Make them wear pants!

I was not going to comment on this. Really. I was shoveling away, happy as a lark, thinking about my own books and minding my own business. But people keep blogging about IT. And emailing me about IT.

You do know what I’m talking about, don’t you?

Scrotum.

Quick background. One the first page of the most recent Newbery winner, The Higher Power of Lucky, a rather unfortunate dog is bit by a rattlesnake in a rather unfortunate place. That’s right. Fido (actually, the dog is named Roy) gets nailed in the ballsack. But the reader does not see the incident. Instead, the book’s main character, Lucky, overhears a conversation about it.

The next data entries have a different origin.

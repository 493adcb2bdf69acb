use model::coordinate::Coordinate;
use serde::{Deserialize, Serialize};

use crate::DirectionsError;

/// Raw `startLat`/`startLng`/`endLat`/`endLng` parameters as they arrive.
#[derive(Debug, Clone, Default, PartialEq, Eq, Serialize, Deserialize)]
#[serde(rename_all = "camelCase")]
pub struct DirectionsQuery {
    #[serde(skip_serializing_if = "Option::is_none")]
    pub start_lat: Option<String>,
    #[serde(skip_serializing_if = "Option::is_none")]
    pub start_lng: Option<String>,
    #[serde(skip_serializing_if = "Option::is_none")]
    pub end_lat: Option<String>,
    #[serde(skip_serializing_if = "Option::is_none")]
    pub end_lng: Option<String>,
}

fn present(value: &Option<String>) -> Option<&str> {
    value.as_deref().map(str::trim).filter(|v| !v.is_empty())
}

impl DirectionsQuery {
    pub fn new(origin: Coordinate, destination: Coordinate) -> Self {
        Self {
            start_lat: Some(origin.latitude().to_string()),
            start_lng: Some(origin.longitude().to_string()),
            end_lat: Some(destination.latitude().to_string()),
            end_lng: Some(destination.longitude().to_string()),
        }
    }

    /// Origin and destination, or an input error naming what is wrong.
    pub fn validate(&self) -> Result<(Coordinate, Coordinate), DirectionsError> {
        let (Some(start_lat), Some(start_lng), Some(end_lat), Some(end_lng)) = (
            present(&self.start_lat),
            present(&self.start_lng),
            present(&self.end_lat),
            present(&self.end_lng),
        ) else {
            return Err(DirectionsError::Input("Missing query parameters".to_owned()));
        };

        let origin = Coordinate::parse(start_lat, start_lng).ok_or_else(|| {
            DirectionsError::Input(format!("Invalid start coordinate {},{}", start_lat, start_lng))
        })?;
        let destination = Coordinate::parse(end_lat, end_lng).ok_or_else(|| {
            DirectionsError::Input(format!("Invalid end coordinate {},{}", end_lat, end_lng))
        })?;
        Ok((origin, destination))
    }
}

#[cfg(test)]
mod tests {
    use super::*;

    fn query(values: [&str; 4]) -> DirectionsQuery {
        let [a, b, c, d] = values.map(|v| Some(v.to_owned()));
        DirectionsQuery {
            start_lat: a,
            start_lng: b,
            end_lat: c,
            end_lng: d,
        }
    }

    #[test]
    fn accepts_four_decimal_strings() {
        let (origin, destination) = query(["54.001", "-8.964", "54.0041", "-8.9645"])
            .validate()
            .unwrap();
        assert_eq!(origin.latitude(), 54.001);
        assert_eq!(destination.longitude(), -8.9645);
    }

    #[test]
    fn blank_counts_as_missing() {
        let error = query(["54.001", " ", "54.0041", "-8.9645"])
            .validate()
            .unwrap_err();
        assert_eq!(error, DirectionsError::Input("Missing query parameters".to_owned()));
    }

    #[test]
    fn out_of_range_is_rejected() {
        let error = query(["54.001", "-8.964", "91", "-8.9645"]).validate().unwrap_err();
        assert_eq!(error.kind(), "missing-parameters");
        assert!(error.to_string().contains("end coordinate"));
    }

    #[test]
    fn deserializes_camel_case_names() {
        let query: DirectionsQuery =
            serde_json::from_str(r#"{"startLat": "1", "startLng": "2", "endLat": "3"}"#).unwrap();
        assert_eq!(query.end_lat.as_deref(), Some("3"));
        assert_eq!(query.end_lng, None);
    }

    #[test]
    fn new_round_trips_through_validate() {
        let origin = Coordinate::new(54.001, -8.964).unwrap();
        let destination = Coordinate::new(54.00408, -8.96447).unwrap();
        assert_eq!(
            DirectionsQuery::new(origin, destination).validate().unwrap(),
            (origin, destination)
        );
    }
}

You can read an excerpt on amazon.

Lucky then ponders this strange word, scrotum, thinking it “sounded medical and secret.” (I must agree with her about that. It took me decades to figure out precisely what that word meant.)

And then the book continues.

First, a disclaimer: I have not read the book. Therefore my comments have nothing to do with the quality of it, or any of Patron’s other choices. But I do have a couple of opinions about the controversy this has stirred up. This has been argued about in the New York Times, Publisher’s Weekly, various listservs and probably every writer’s group in America. The book has been banned countless places. AS IF has devoted a lot of space to it. As usual, David Lubar has a wonderful comment. Teacher Monica Edinger has some good thoughts, too.

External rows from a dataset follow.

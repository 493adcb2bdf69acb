pub use crate::common::RouteResult;

use std::{env, sync::Arc};

use axum::{extract::FromRef, routing::get_service, Router};
use directions::DirectionsGateway;
use model::map::{MapView, MarkerIcon};
use roster::{Roster, SearchComponent};
use tokio::net::TcpListener;
use tower_http::services::{ServeDir, ServeFile};

pub mod api;
pub mod common;
pub mod hateoas;
pub mod middleware;

pub const DEFAULT_BIND_ADDRESS: &str = "0.0.0.0:8080";
pub const DEFAULT_STATIC_DIR: &str = "./resources/www/";

#[derive(Clone, FromRef)]
pub struct WebState {
    pub roster: Arc<Roster>,
    pub directions: DirectionsGateway,
    pub search: Arc<SearchComponent>,
}

impl WebState {
    /// State with the cemetery map and the tombstone marker.
    pub fn new(roster: Roster, directions: DirectionsGateway) -> Self {
        Self {
            roster: Arc::new(roster),
            directions,
            search: Arc::new(SearchComponent::new(
                MapView::cemetery(),
                MarkerIcon::tombstone(),
            )),
        }
    }
}

#[derive(Debug, Clone, PartialEq, Eq)]
pub struct WebConfig {
    pub bind_address: String,
    pub static_dir: String,
}

impl Default for WebConfig {
    fn default() -> Self {
        Self {
            bind_address: DEFAULT_BIND_ADDRESS.to_owned(),
            static_dir: DEFAULT_STATIC_DIR.to_owned(),
        }
    }
}

impl WebConfig {
    pub fn from_env() -> Self {
        let defaults = Self::default();
        Self {
            bind_address: env::var("BIND_ADDRESS").unwrap_or(defaults.bind_address),
            static_dir: env::var("STATIC_DIR").unwrap_or(defaults.static_dir),
        }
    }
}

/// The full application: the JSON API under `/api`, static files elsewhere.
pub fn app(state: WebState, static_dir: &str) -> Router {
    Router::new()
        .nest_service("/api", api::routes(state))
        .fallback_service(static_content_router(static_dir))
}

pub async fn start_web_server(state: WebState, config: WebConfig) -> std::io::Result<()> {
    let routes = app(state, &config.static_dir);

    let listener = TcpListener::bind(&config.bind_address).await?;
    log::info!("Listening on {}.", config.bind_address);
    axum::serve(listener, routes.into_make_service()).await?;

    Ok(())
}

fn static_content_router(static_dir: &str) -> Router {
    let not_found = format!("{}/error404.html", static_dir.trim_end_matches('/'));
    Router::new().nest_service(
        "/",
        get_service(ServeDir::new(static_dir).not_found_service(ServeFile::new(not_found))),
    )
}
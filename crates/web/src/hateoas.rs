use std::{collections::HashMap, sync::Arc};

use axum::Json;
use schemars::JsonSchema;
use serde::{Deserialize, Serialize};
use serde_json::Value;

use crate::middleware::base_url::BaseUrl;

#[derive(Debug, Clone, PartialEq, Eq, Serialize, Deserialize, JsonSchema)]
pub struct Link {
    pub rel: String,
    pub href: String,
}

impl Link {
    pub fn new(rel: impl Into<String>, href: impl Into<String>) -> Self {
        Self {
            rel: rel.into(),
            href: href.into(),
        }
    }
}

/// A payload together with links to related resources.
#[derive(Debug, Clone, Serialize, Deserialize, JsonSchema)]
#[serde(rename_all = "camelCase")]
pub struct Response<T> {
    #[serde(flatten)]
    pub content: T,
    /// Timings and counters; left out when empty.
    #[serde(skip_serializing_if = "HashMap::is_empty", default)]
    pub debug_info: HashMap<String, Value>,
    pub links: Vec<Link>,
}

impl<T> Response<T> {
    pub fn new(content: T) -> Self {
        Self {
            content,
            debug_info: HashMap::new(),
            links: vec![],
        }
    }

    pub fn builder(content: T, base_url: Arc<BaseUrl>) -> ResponseBuilder<T> {
        ResponseBuilder {
            response: Response::new(content),
            base_url,
        }
    }

    pub fn json(self) -> Json<Self> {
        Json(self)
    }
}

/// Collects links relative to the request's [`BaseUrl`].
pub struct ResponseBuilder<T> {
    response: Response<T>,
    base_url: Arc<BaseUrl>,
}

impl<T> ResponseBuilder<T> {
    /// Values that fail to serialize are left out.
    pub fn debug_info(mut self, key: impl Into<String>, value: impl Serialize) -> Self {
        if let Ok(value) = serde_json::to_value(value) {
            self.response.debug_info.insert(key.into(), value);
        }
        self
    }

    fn push(mut self, link: Link) -> Self {
        self.response.links.push(link);
        self
    }

    pub fn link(self, rel: impl Into<String>, path: impl AsRef<str>) -> Self {
        let href = self.base_url.url(path);
        self.push(Link::new(rel, href))
    }

    pub fn link_option(self, rel: impl Into<String>, path: Option<impl AsRef<str>>) -> Self {
        match path {
            Some(path) => self.link(rel, path),
            None => self,
        }
    }

    /// Link to `path` with `params` as its encoded query string.
    pub fn link_query<P: Serialize>(
        self,
        rel: impl Into<String>,
        path: impl AsRef<str>,
        params: &P,
    ) -> Self {
        let href = self.base_url.url_with_query(path, params);
        self.push(Link::new(rel, href))
    }

    /// Link to another site, taken as is.
    pub fn link_extern_option(self, rel: impl Into<String>, href: Option<String>) -> Self {
        match href {
            Some(href) => self.push(Link::new(rel, href)),
            None => self,
        }
    }

    pub fn build(self) -> Response<T> {
        self.response
    }
}
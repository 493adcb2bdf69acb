use std::{error, fmt};

use schemars::JsonSchema;
use serde::{Deserialize, Serialize};
use utility::polyline::{self, PolylineError};

use crate::coordinate::{Coordinate, CoordinateError};

/// One turn-by-turn instruction of a walking route.
#[derive(Debug, Clone, PartialEq, Serialize, Deserialize, JsonSchema)]
#[serde(rename_all = "camelCase")]
pub struct RouteStep {
    /// Plain text; provider markup is stripped before it gets here.
    pub instruction: String,
    pub distance: String,
    pub duration: String,
}

/// What the directions provider answered. A `None` polyline is a successful
/// lookup that found no route.
#[derive(Debug, Clone, Default, PartialEq, Serialize, Deserialize, JsonSchema)]
#[serde(rename_all = "camelCase")]
pub struct WalkingRoute {
    pub polyline: Option<String>,
    pub steps: Vec<RouteStep>,
}

impl WalkingRoute {
    pub fn no_route() -> Self {
        Self::default()
    }

    pub fn has_route(&self) -> bool {
        self.polyline.is_some()
    }

    /// Decodes the polyline, if there is one.
    pub fn path(&self) -> Result<Option<RoutePath>, RoutePathError> {
        self.polyline
            .as_deref()
            .map(RoutePath::from_polyline)
            .transpose()
    }
}

/// Ordered points of a route, origin first and destination last.
#[derive(Debug, Clone, PartialEq, Serialize, JsonSchema)]
#[serde(rename_all = "camelCase")]
pub struct RoutePath {
    points: Vec<Coordinate>,
}

#[derive(Debug, Clone, PartialEq)]
pub enum RoutePathError {
    Polyline(PolylineError),
    OutOfRange {
        index: usize,
        error: CoordinateError,
    },
}

impl error::Error for RoutePathError {}

impl fmt::Display for RoutePathError {
    fn fmt(&self, f: &mut fmt::Formatter) -> fmt::Result {
        match self {
            RoutePathError::Polyline(e) => write!(f, "malformed polyline: {}", e),
            RoutePathError::OutOfRange { index, error } => {
                write!(f, "route point {} is invalid: {}", index, error)
            }
        }
    }
}

impl From<PolylineError> for RoutePathError {
    fn from(e: PolylineError) -> Self {
        RoutePathError::Polyline(e)
    }
}

impl RoutePath {
    pub fn new(points: Vec<Coordinate>) -> Self {
        Self { points }
    }

    pub fn from_polyline(encoded: &str) -> Result<Self, RoutePathError> {
        let points = polyline::decode(encoded)?
            .into_iter()
            .enumerate()
            .map(|(index, (latitude, longitude))| {
                Coordinate::new(latitude, longitude)
                    .map_err(|error| RoutePathError::OutOfRange { index, error })
            })
            .collect::<Result<Vec<_>, _>>()?;
        Ok(Self { points })
    }

    pub fn to_polyline(&self) -> String {
        polyline::encode(
            self.points
                .iter()
                .map(|point| (point.latitude(), point.longitude())),
        )
    }

    pub fn points(&self) -> &[Coordinate] {
        &self.points
    }

    pub fn origin(&self) -> Option<&Coordinate> {
        self.points.first()
    }

    pub fn destination(&self) -> Option<&Coordinate> {
        self.points.last()
    }

    pub fn len(&self) -> usize {
        self.points.len()
    }

    pub fn is_empty(&self) -> bool {
        self.points.is_empty()
    }

    /// Sum of the great-circle distances between consecutive points.
    pub fn length_km(&self) -> f64 {
        self.points
            .windows(2)
            .map(|pair| pair[0].distance_km_to(&pair[1]))
            .sum()
    }
}

#[cfg(test)]
mod tests {
    use super::*;

    #[test]
    fn decodes_points_in_encoding_order() {
        let path = RoutePath::from_polyline("_p~iF~ps|U_ulLnnqC_mqNvxq`@").unwrap();
        assert_eq!(path.len(), 3);
        let origin = path.origin().unwrap();
        let destination = path.destination().unwrap();
        assert!((origin.latitude() - 38.5).abs() < 1e-9);
        assert!((origin.longitude() + 120.2).abs() < 1e-9);
        assert!((destination.latitude() - 43.252).abs() < 1e-9);
        assert!((destination.longitude() + 126.453).abs() < 1e-9);
    }

    #[test]
    fn re_encoding_reproduces_the_polyline() {
        let encoded = "_p~iF~ps|U_ulLnnqC_mqNvxq`@";
        assert_eq!(RoutePath::from_polyline(encoded).unwrap().to_polyline(), encoded);
    }

    #[test]
    fn out_of_range_points_are_rejected() {
        // a single point at latitude 100
        let encoded = polyline::encode([(100.0, 0.0)]);
        assert!(matches!(
            RoutePath::from_polyline(&encoded),
            Err(RoutePathError::OutOfRange { index: 0, .. })
        ));
    }

    #[test]
    fn walking_route_without_polyline_has_no_path() {
        let route = WalkingRoute::no_route();
        assert!(!route.has_route());
        assert_eq!(route.path(), Ok(None));
    }

    #[test]
    fn length_of_a_single_point_is_zero() {
        let path = RoutePath::new(vec![Coordinate::new(54.0, -8.9).unwrap()]);
        assert_eq!(path.length_km(), 0.0);
    }
}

Susan Patron, herself a librarian, has written a response to her critics. So I might as well add my two cents. I can solve the problem instantly.

I call on the President to require all male dogs to wear pants or face immediate castration. Because that’s how we solve problems, right? Cover it up, chop it off, or make it go away.

No?

OK, option #2. Thank Susan Patron for giving us the chance to talk about this. Because clearly, people have vastly different opinions about it. I think it is very, very silly to get worked up about the proper medical name of a dog’s anatomy. I also think, based on the excerpt I read, Patron used the word in context perfectly. When I was a kid, I didn’t know what it was called. I was mystified by a lot of things as a kid. That’s why I read books, to learn.

It bums me out to see the name-calling that this controversy is degenerating into. In one corner we have the radical liberals foaming with their sexuality agendas, in the other corner we have Puritanical Victorian ostriches who want to deprive children of information. Everyone is allowed an opinion, but when you start calling people names, we all lose.

The larger issue that needs to be aired out is that of “banning.” Some librarians are making the choice not to put Lucky in their collection. (Some of the quotes I read indicated it was because of the scrotum reference (should that be scrotal?), others because they didn’t think it was a great book.) Librarians face this choice every single day: lots of books to buy, very little money to buy them with.

So they makes choices. Is that banning? What do you think?

I still think we should make dogs wear pants.